Tahun Komitmen
Semoga mengurangi siksa kubur.
Tapi mengapa saya melakukan itu –memaksakan diri menulis setiap hari?
Saya teringat ayah. Almarhum.
Hari itu keluarga kami seperti mau kiamat. Kakak sulung saya –satu-satunya yang punya penghasilan tetap sebagai guru madrasah– harus pergi ke Kalimamtan: Samarinda.
Ibu sudah lama meninggal. Sawah sejengkal sudah terjual. Meja, kursi, dipan, lemari sudah jadi nasi. Tikar mendong sudah bolong-bolong.
Kakak harus pergi. Tak terkirakan jauhnya –untuk ukuran saat itu.

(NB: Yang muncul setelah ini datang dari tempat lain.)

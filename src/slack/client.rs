use crate::error::{Result, SlackLogError};
use crate::slack::{ChatApi, DirectoryMember, OutboundMessage, UserId};
use slack_morphism::prelude::*;
use std::sync::Arc;

/// Slack Web API client backed by slack-morphism
pub struct SlackClient {
    client: Arc<SlackHyperClient>,
    token: SlackApiToken,
}

impl SlackClient {
    pub fn new(api_token: &str) -> Result<Self> {
        // rustls 0.23 needs a process-wide crypto provider; ignore if one is already installed
        let _ = rustls::crypto::aws_lc_rs::default_provider().install_default();

        let connector = SlackClientHyperConnector::new()
            .map_err(|e| SlackLogError::SlackApi(e.to_string()))?;

        let client = Arc::new(slack_morphism::SlackClient::new(connector));
        let token = SlackApiToken::new(api_token.to_string().into());

        Ok(Self { client, token })
    }

    fn build_request(message: &OutboundMessage) -> SlackApiChatPostMessageRequest {
        let mut content = SlackMessageContent::new().with_text(message.text.clone());

        if !message.attachments.is_empty() {
            let attachments = message
                .attachments
                .iter()
                .map(|a| {
                    let mut attachment = SlackMessageAttachment::new();
                    attachment.fallback = Some(a.fallback.clone());
                    attachment.color = Some(a.color.clone());
                    attachment.text = a.text.clone();
                    attachment
                })
                .collect();
            content = content.with_attachments(attachments);
        }

        let mut request =
            SlackApiChatPostMessageRequest::new(message.channel.clone().into(), content);
        request.username = Some(message.username.clone());
        request.icon_url = message.icon_url.clone();
        request.icon_emoji = message.icon_emoji.clone();

        request
    }
}

impl ChatApi for SlackClient {
    /// Fetch the workspace member list (single `users.list` call)
    async fn list_users(&self) -> Result<Vec<DirectoryMember>> {
        tracing::debug!("Fetching user list from Slack API");
        let session = self.client.open_session(&self.token);

        let response = session
            .users_list(&SlackApiUsersListRequest::new())
            .await
            .map_err(|e| SlackLogError::SlackApi(e.to_string()))?;

        tracing::debug!("Received {} workspace members", response.members.len());

        let members = response
            .members
            .into_iter()
            .filter_map(|user| {
                let name = user.name?;
                Some(DirectoryMember {
                    id: UserId::new(user.id.to_string()),
                    name,
                })
            })
            .collect();

        Ok(members)
    }

    async fn post_message(&self, message: &OutboundMessage) -> Result<()> {
        let session = self.client.open_session(&self.token);
        let request = Self::build_request(message);

        session
            .chat_post_message(&request)
            .await
            .map_err(|e| SlackLogError::SlackApi(e.to_string()))?;

        Ok(())
    }
}

#[cfg(test)]
mod tests {
    use super::*;
    use crate::slack::Attachment;

    fn message(attachments: Vec<Attachment>) -> OutboundMessage {
        OutboundMessage {
            text: "<@U1> disk full".to_string(),
            channel: "#alerts".to_string(),
            username: "Rust logger".to_string(),
            icon_url: Some("https://example.com/icon.png".to_string()),
            icon_emoji: None,
            attachments,
        }
    }

    #[test]
    fn test_request_without_attachments() {
        let request = SlackClient::build_request(&message(vec![]));

        assert_eq!(request.channel.to_string(), "#alerts");
        assert_eq!(request.content.text.as_deref(), Some("<@U1> disk full"));
        assert!(request.content.attachments.is_none());
        assert_eq!(request.username.as_deref(), Some("Rust logger"));
        assert_eq!(
            request.icon_url.as_deref(),
            Some("https://example.com/icon.png")
        );
        assert!(request.icon_emoji.is_none());
    }

    #[test]
    fn test_request_with_attachment() {
        let request = SlackClient::build_request(&message(vec![Attachment {
            fallback: "disk full".to_string(),
            color: "danger".to_string(),
            text: Some("IoError: disk full".to_string()),
        }]));

        let attachments = request.content.attachments.unwrap();
        assert_eq!(attachments.len(), 1);
        assert_eq!(attachments[0].fallback.as_deref(), Some("disk full"));
        assert_eq!(attachments[0].color.as_deref(), Some("danger"));
        assert_eq!(attachments[0].text.as_deref(), Some("IoError: disk full"));
    }

    #[test]
    fn test_client_creation() {
        let client = SlackClient::new("xoxb-test");
        assert!(client.is_ok());
    }
}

Ayah tahu: anak wanitanya itu harus pergi. Saya tidak tahu –kecuali setelah dewasa: saat itu kakak lagi patah hati yang sangat berat. Calon suami pilihannyi dilarang menikahinyi: masih sepupu.
Dia memilih pergi –dengan tekad tidak akan pernah kembali. Dia tinggalkan gajinyi untuk kami –lewat surat kuasa untuk mengambil gaji. Dia sudah siap menderita di rantau –daripada hancur di kampungnyi.
Pada jam keberangkatannyi seluruh keluarga, tetangga, kerabat berkumpul di halaman. Mereka menangis-nangis. Terutama ketika sado yang menjemputnyi tiba. Untuk membawanyi ke kota –dari Kota Madiun akan naik kereta api ke Surabaya, lalu naik kapal laut ke Samarinda. Pak kusir membantu kakak saya menaiki sadonya.
Berangkat.
Tidak ada lagi bunyi sepatu kuda. Tidak ada suara apa-apa. Sedu dan sedan sudah lama mengeringkan air mata.
Sado pergi.
Kakak pergi.
Tetangga pergi.
Kerabat pergi.
Yang tinggal hanya sepi.
Ayah mengajak saya duduk di emper. Di atas balai-balai bambu –amben. Lantai tanah masih basah, bekas kebanyakan disiram air agar tidak berdebu.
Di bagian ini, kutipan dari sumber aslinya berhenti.